Collected data entries
------------------------

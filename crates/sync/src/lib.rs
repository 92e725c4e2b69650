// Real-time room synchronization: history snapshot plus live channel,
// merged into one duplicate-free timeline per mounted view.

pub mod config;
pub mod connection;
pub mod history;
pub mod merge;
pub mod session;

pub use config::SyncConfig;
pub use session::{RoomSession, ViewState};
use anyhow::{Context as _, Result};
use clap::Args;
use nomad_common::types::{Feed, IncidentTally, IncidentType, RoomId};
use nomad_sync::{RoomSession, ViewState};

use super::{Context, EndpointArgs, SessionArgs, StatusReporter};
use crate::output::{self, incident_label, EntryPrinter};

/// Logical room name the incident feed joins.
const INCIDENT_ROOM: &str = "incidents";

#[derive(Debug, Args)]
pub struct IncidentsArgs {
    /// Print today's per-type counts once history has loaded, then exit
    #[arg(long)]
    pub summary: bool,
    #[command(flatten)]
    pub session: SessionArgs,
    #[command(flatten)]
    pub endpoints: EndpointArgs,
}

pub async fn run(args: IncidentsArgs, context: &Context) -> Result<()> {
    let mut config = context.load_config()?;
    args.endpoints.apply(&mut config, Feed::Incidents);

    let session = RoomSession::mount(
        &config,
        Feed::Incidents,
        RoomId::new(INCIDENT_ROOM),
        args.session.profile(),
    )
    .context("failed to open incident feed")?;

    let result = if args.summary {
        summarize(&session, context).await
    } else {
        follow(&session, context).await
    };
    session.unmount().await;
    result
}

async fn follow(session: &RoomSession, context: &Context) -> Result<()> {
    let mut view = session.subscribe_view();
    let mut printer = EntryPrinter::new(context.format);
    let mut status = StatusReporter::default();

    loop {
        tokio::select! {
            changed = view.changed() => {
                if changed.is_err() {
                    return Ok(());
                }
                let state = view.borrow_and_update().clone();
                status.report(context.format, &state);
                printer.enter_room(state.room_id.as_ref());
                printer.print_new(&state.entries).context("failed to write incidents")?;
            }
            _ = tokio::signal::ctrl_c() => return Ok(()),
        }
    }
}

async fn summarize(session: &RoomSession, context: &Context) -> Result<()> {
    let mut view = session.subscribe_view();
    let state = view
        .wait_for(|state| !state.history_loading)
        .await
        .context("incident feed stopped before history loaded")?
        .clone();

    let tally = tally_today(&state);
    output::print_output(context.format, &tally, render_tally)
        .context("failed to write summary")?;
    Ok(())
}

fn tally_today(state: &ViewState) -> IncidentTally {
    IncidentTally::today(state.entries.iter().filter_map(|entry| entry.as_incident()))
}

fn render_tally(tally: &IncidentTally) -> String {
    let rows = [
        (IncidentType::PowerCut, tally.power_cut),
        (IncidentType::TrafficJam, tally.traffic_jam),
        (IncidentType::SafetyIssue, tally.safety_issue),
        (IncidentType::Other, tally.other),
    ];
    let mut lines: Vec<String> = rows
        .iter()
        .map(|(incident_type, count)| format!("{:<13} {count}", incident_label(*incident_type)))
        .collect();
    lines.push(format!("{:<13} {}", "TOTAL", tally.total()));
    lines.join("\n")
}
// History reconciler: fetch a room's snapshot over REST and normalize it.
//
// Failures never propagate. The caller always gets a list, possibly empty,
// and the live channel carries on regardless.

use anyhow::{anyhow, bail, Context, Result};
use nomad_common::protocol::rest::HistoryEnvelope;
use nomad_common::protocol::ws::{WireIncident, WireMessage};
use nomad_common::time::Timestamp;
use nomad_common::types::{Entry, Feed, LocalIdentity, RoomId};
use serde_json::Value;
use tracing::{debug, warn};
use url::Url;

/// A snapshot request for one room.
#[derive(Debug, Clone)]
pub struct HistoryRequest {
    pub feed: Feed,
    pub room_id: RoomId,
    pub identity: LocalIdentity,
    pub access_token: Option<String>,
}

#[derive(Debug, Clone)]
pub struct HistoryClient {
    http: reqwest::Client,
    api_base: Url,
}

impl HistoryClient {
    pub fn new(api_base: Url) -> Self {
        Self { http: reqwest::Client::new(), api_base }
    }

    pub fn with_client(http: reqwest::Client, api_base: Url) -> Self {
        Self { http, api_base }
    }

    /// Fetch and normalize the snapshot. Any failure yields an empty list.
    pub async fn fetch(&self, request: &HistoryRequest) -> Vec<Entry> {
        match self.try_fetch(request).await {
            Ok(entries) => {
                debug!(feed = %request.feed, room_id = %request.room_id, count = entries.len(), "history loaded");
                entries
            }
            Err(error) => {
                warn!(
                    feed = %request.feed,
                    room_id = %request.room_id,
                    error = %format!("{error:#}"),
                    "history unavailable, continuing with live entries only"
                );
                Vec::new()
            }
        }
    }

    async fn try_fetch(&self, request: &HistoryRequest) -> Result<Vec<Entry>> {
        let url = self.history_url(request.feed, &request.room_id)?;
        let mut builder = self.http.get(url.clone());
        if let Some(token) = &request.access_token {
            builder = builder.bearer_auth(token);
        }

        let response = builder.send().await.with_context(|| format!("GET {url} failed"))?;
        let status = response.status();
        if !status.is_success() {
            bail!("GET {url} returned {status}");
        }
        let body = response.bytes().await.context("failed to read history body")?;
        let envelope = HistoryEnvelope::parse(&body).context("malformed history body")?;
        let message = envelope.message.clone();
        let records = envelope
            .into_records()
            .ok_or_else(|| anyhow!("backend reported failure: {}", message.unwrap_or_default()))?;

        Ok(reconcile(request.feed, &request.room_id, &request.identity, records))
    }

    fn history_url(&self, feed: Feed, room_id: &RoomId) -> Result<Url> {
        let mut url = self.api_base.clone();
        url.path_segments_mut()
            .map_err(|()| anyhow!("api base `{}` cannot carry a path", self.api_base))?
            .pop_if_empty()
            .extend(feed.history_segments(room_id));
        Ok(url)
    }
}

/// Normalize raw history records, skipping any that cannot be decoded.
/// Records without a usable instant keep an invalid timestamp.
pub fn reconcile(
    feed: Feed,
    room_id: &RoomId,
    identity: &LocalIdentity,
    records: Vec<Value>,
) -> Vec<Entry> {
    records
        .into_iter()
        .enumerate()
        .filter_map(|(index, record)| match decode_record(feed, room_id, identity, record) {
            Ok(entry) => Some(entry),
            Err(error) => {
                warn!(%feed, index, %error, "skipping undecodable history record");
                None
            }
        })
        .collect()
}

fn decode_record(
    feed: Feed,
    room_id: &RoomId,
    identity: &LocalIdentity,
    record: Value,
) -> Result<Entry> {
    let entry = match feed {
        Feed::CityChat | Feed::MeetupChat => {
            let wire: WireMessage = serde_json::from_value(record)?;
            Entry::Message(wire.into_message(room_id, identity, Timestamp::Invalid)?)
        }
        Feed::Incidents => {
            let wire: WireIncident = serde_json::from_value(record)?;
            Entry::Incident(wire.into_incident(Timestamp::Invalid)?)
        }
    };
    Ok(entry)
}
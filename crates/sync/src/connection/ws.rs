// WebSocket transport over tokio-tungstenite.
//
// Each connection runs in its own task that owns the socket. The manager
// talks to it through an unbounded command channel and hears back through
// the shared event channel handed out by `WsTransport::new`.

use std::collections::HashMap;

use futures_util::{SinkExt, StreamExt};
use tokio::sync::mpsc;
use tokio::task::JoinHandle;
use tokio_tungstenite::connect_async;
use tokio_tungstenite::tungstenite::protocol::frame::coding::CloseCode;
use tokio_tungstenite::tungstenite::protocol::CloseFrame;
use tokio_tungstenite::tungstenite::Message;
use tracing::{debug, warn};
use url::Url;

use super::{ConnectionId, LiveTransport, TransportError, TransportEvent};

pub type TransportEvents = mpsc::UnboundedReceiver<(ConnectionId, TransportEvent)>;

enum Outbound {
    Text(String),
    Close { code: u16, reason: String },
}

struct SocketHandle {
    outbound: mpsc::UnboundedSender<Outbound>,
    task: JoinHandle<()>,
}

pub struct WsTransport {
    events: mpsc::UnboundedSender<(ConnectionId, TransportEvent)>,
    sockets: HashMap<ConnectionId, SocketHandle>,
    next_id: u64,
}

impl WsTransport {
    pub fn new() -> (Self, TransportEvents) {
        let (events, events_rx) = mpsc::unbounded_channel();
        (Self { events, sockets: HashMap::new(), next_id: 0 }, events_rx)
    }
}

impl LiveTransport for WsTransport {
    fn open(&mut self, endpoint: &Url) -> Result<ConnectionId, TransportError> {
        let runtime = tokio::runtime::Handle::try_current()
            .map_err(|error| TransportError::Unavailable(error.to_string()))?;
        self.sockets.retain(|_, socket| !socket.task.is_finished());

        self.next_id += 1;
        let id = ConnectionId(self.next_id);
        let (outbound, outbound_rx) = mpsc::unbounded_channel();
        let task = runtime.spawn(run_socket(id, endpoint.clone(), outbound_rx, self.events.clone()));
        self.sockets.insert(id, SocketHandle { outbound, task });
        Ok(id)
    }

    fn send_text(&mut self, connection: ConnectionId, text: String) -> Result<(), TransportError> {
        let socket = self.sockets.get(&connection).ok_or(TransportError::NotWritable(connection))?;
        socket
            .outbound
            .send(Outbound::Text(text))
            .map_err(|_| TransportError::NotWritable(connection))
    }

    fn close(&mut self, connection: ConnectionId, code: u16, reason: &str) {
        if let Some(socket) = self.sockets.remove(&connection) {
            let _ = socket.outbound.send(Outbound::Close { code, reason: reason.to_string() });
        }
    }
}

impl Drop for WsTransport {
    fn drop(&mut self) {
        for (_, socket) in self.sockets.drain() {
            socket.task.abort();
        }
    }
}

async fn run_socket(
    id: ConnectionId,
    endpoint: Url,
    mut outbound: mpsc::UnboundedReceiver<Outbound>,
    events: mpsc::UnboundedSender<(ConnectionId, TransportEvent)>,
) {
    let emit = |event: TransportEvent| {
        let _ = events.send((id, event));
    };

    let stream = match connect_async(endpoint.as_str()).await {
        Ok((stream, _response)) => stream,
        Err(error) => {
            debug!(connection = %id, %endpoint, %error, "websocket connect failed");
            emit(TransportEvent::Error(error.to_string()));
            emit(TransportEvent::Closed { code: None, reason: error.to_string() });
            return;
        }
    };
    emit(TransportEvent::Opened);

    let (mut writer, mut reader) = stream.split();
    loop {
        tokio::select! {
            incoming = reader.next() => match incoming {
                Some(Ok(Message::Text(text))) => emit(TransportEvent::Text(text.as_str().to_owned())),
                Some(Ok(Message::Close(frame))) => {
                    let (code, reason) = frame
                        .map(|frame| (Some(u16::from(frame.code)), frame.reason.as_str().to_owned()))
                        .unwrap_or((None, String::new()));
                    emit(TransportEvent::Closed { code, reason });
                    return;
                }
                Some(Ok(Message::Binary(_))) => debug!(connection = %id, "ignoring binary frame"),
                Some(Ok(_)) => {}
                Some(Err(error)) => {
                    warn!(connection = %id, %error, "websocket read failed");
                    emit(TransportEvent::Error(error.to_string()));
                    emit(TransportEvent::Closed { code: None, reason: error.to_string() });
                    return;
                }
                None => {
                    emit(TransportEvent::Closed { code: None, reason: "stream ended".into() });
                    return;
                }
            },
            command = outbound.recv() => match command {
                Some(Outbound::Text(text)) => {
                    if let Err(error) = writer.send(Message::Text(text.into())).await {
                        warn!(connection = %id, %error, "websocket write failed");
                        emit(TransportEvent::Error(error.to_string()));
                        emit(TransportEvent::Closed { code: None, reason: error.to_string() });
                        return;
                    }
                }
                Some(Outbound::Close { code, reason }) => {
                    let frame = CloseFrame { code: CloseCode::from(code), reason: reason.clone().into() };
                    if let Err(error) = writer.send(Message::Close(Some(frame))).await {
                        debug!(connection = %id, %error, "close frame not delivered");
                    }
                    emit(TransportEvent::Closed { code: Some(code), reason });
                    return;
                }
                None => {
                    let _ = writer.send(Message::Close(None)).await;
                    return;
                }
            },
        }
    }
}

------------------------

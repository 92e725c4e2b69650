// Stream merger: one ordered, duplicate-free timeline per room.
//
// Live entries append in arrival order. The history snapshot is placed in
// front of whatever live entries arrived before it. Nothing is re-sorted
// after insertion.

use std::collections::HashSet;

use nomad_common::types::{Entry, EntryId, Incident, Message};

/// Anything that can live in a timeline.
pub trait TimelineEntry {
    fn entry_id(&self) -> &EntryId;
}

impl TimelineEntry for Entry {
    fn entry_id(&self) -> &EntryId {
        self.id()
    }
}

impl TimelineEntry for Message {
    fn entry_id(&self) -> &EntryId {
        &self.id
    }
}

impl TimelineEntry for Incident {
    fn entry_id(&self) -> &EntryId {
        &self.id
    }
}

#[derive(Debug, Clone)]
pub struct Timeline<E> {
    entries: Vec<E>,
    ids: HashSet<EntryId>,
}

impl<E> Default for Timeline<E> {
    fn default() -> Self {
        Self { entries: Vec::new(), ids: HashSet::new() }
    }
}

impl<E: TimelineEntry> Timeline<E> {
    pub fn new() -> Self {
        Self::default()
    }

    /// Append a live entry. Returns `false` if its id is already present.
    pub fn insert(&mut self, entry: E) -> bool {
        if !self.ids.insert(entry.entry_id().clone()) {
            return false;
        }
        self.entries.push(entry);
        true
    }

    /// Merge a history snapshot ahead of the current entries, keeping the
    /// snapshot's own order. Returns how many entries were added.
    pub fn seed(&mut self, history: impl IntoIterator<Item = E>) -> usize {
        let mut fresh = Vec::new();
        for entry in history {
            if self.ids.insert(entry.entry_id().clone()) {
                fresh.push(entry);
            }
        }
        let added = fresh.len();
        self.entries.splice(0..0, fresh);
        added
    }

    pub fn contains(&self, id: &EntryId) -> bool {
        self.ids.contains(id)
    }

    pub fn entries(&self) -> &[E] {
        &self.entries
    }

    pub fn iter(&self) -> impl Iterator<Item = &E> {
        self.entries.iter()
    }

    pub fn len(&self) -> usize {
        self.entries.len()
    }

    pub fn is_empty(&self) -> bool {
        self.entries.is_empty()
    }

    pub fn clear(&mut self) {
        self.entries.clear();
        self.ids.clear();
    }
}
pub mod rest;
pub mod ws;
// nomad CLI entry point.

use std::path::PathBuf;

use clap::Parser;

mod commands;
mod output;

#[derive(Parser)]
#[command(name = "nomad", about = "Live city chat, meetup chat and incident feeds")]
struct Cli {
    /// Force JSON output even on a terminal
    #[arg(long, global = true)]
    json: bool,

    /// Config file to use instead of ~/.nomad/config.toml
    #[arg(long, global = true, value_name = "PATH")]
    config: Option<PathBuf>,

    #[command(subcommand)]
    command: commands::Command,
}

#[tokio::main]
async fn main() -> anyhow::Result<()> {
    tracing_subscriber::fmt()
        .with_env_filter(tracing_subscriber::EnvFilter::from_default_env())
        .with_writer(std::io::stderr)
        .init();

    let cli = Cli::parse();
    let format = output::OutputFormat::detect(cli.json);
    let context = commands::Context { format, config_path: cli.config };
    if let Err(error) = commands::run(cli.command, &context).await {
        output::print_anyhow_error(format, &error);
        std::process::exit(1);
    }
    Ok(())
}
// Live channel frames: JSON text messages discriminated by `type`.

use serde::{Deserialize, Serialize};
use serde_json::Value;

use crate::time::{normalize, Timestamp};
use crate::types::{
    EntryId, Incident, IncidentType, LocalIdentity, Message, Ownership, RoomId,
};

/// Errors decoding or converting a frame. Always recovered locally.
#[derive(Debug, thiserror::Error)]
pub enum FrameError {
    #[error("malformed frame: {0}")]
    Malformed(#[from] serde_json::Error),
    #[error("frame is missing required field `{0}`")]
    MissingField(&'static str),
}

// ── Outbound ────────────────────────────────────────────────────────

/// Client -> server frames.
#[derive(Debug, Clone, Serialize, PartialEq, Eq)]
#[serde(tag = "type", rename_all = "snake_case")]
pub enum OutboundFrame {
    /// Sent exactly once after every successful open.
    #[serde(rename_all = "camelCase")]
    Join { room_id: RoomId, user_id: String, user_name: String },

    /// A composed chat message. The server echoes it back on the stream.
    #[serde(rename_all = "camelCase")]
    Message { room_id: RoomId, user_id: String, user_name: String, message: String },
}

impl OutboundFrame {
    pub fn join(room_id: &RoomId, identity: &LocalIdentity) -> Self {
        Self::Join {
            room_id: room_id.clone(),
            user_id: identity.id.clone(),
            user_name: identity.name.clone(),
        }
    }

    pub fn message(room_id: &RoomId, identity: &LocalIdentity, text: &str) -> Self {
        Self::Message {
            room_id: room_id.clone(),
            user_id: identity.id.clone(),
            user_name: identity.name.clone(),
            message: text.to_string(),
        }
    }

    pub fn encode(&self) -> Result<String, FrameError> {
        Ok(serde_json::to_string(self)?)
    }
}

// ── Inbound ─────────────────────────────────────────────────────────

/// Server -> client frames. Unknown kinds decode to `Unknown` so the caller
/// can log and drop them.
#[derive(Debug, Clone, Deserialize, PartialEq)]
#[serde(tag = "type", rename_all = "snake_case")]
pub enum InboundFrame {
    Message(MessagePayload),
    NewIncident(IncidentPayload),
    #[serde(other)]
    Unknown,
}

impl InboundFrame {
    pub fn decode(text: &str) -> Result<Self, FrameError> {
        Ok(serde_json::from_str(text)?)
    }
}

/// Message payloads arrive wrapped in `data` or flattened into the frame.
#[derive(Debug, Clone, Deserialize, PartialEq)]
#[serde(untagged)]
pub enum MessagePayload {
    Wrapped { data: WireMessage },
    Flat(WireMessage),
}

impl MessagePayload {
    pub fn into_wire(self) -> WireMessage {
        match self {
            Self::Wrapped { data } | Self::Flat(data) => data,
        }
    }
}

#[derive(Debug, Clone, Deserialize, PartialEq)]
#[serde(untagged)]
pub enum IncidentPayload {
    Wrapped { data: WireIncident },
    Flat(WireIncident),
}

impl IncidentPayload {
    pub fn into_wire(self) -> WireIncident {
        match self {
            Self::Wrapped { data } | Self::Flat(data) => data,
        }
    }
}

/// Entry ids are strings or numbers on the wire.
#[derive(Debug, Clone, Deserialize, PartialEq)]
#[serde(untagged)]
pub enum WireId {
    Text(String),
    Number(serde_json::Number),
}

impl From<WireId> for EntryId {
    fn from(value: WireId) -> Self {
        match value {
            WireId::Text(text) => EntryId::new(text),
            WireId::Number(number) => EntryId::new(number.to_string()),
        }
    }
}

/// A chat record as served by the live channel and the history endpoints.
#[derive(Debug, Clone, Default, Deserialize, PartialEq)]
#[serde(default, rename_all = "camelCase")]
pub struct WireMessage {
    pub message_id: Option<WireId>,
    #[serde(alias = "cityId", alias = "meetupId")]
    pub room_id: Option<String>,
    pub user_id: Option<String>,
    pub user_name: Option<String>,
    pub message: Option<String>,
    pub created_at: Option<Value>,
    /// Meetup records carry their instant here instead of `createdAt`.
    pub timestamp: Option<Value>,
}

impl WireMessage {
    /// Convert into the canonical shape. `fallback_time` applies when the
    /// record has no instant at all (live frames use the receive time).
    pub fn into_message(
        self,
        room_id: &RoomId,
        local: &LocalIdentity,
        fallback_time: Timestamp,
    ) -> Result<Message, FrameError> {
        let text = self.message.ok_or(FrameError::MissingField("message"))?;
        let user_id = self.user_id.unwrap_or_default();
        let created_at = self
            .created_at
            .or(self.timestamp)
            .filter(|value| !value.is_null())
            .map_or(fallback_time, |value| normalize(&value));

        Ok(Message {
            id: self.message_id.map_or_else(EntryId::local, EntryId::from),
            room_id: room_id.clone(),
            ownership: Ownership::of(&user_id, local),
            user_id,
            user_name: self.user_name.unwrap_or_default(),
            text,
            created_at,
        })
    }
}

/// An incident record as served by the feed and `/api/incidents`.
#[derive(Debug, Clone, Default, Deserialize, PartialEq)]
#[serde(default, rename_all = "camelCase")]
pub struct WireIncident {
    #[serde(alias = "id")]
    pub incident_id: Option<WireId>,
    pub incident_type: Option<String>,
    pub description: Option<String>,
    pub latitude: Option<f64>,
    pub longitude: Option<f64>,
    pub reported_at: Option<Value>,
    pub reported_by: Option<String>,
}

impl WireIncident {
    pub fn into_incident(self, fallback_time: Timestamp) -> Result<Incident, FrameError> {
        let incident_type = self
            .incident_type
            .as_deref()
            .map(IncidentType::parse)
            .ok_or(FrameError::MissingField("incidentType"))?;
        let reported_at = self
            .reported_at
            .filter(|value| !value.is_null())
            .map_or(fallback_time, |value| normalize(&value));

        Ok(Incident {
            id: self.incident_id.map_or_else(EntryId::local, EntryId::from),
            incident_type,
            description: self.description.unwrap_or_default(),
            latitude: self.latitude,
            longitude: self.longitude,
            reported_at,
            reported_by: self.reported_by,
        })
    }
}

------------------------

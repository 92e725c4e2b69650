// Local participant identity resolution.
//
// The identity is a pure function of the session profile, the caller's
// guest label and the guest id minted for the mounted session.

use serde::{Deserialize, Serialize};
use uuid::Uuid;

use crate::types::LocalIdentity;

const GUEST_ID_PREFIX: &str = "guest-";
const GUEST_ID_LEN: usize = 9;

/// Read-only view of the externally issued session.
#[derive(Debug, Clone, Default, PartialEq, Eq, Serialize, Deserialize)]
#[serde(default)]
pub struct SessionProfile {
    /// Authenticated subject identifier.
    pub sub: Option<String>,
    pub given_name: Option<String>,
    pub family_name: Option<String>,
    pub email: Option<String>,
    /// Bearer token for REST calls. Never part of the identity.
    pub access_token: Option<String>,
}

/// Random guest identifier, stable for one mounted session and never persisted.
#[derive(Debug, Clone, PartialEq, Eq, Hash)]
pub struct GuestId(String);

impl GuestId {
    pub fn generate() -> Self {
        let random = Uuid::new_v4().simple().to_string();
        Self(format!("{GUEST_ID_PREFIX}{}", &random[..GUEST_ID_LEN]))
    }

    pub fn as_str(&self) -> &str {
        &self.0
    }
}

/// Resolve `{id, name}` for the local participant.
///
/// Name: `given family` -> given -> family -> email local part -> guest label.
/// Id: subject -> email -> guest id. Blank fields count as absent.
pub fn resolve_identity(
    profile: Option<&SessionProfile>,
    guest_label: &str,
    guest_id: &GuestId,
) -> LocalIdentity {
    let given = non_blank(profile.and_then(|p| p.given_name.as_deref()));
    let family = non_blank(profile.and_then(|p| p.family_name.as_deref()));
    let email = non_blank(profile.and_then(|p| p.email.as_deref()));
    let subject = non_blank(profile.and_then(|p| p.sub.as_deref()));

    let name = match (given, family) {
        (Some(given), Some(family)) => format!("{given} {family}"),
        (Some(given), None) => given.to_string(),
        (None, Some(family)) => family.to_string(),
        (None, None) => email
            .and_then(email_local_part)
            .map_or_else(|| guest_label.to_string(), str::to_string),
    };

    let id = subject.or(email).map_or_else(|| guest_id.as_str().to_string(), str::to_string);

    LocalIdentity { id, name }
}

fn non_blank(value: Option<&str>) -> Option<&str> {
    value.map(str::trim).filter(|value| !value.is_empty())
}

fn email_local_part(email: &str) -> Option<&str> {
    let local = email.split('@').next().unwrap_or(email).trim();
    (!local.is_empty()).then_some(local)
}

------------------------

# Prompt
Once you reach the line with "pub fn into_wire(self) -> WireMessage" in the data above, copy it and every line after it exactly, up to and including the line with "let created_at = self".

# Solved problem
    pub fn into_wire(self) -> WireMessage {
        match self {
            Self::Wrapped { data } | Self::Flat(data) => data,
        }
    }
}

#[derive(Debug, Clone, Deserialize, PartialEq)]
#[serde(untagged)]
pub enum IncidentPayload {
    Wrapped { data: WireIncident },
    Flat(WireIncident),
}

impl IncidentPayload {
    pub fn into_wire(self) -> WireIncident {
        match self {
            Self::Wrapped { data } | Self::Flat(data) => data,
        }
    }
}

/// Entry ids are strings or numbers on the wire.
#[derive(Debug, Clone, Deserialize, PartialEq)]
#[serde(untagged)]
pub enum WireId {
    Text(String),
    Number(serde_json::Number),
}

impl From<WireId> for EntryId {
    fn from(value: WireId) -> Self {
        match value {
            WireId::Text(text) => EntryId::new(text),
            WireId::Number(number) => EntryId::new(number.to_string()),
        }
    }
}

/// A chat record as served by the live channel and the history endpoints.
#[derive(Debug, Clone, Default, Deserialize, PartialEq)]
#[serde(default, rename_all = "camelCase")]
pub struct WireMessage {
    pub message_id: Option<WireId>,
    #[serde(alias = "cityId", alias = "meetupId")]
    pub room_id: Option<String>,
    pub user_id: Option<String>,
    pub user_name: Option<String>,
    pub message: Option<String>,
    pub created_at: Option<Value>,
    /// Meetup records carry their instant here instead of `createdAt`.
    pub timestamp: Option<Value>,
}

impl WireMessage {
    /// Convert into the canonical shape. `fallback_time` applies when the
    /// record has no instant at all (live frames use the receive time).
    pub fn into_message(
        self,
        room_id: &RoomId,
        local: &LocalIdentity,
        fallback_time: Timestamp,
    ) -> Result<Message, FrameError> {
        let text = self.message.ok_or(FrameError::MissingField("message"))?;
        let user_id = self.user_id.unwrap_or_default();
        let created_at = self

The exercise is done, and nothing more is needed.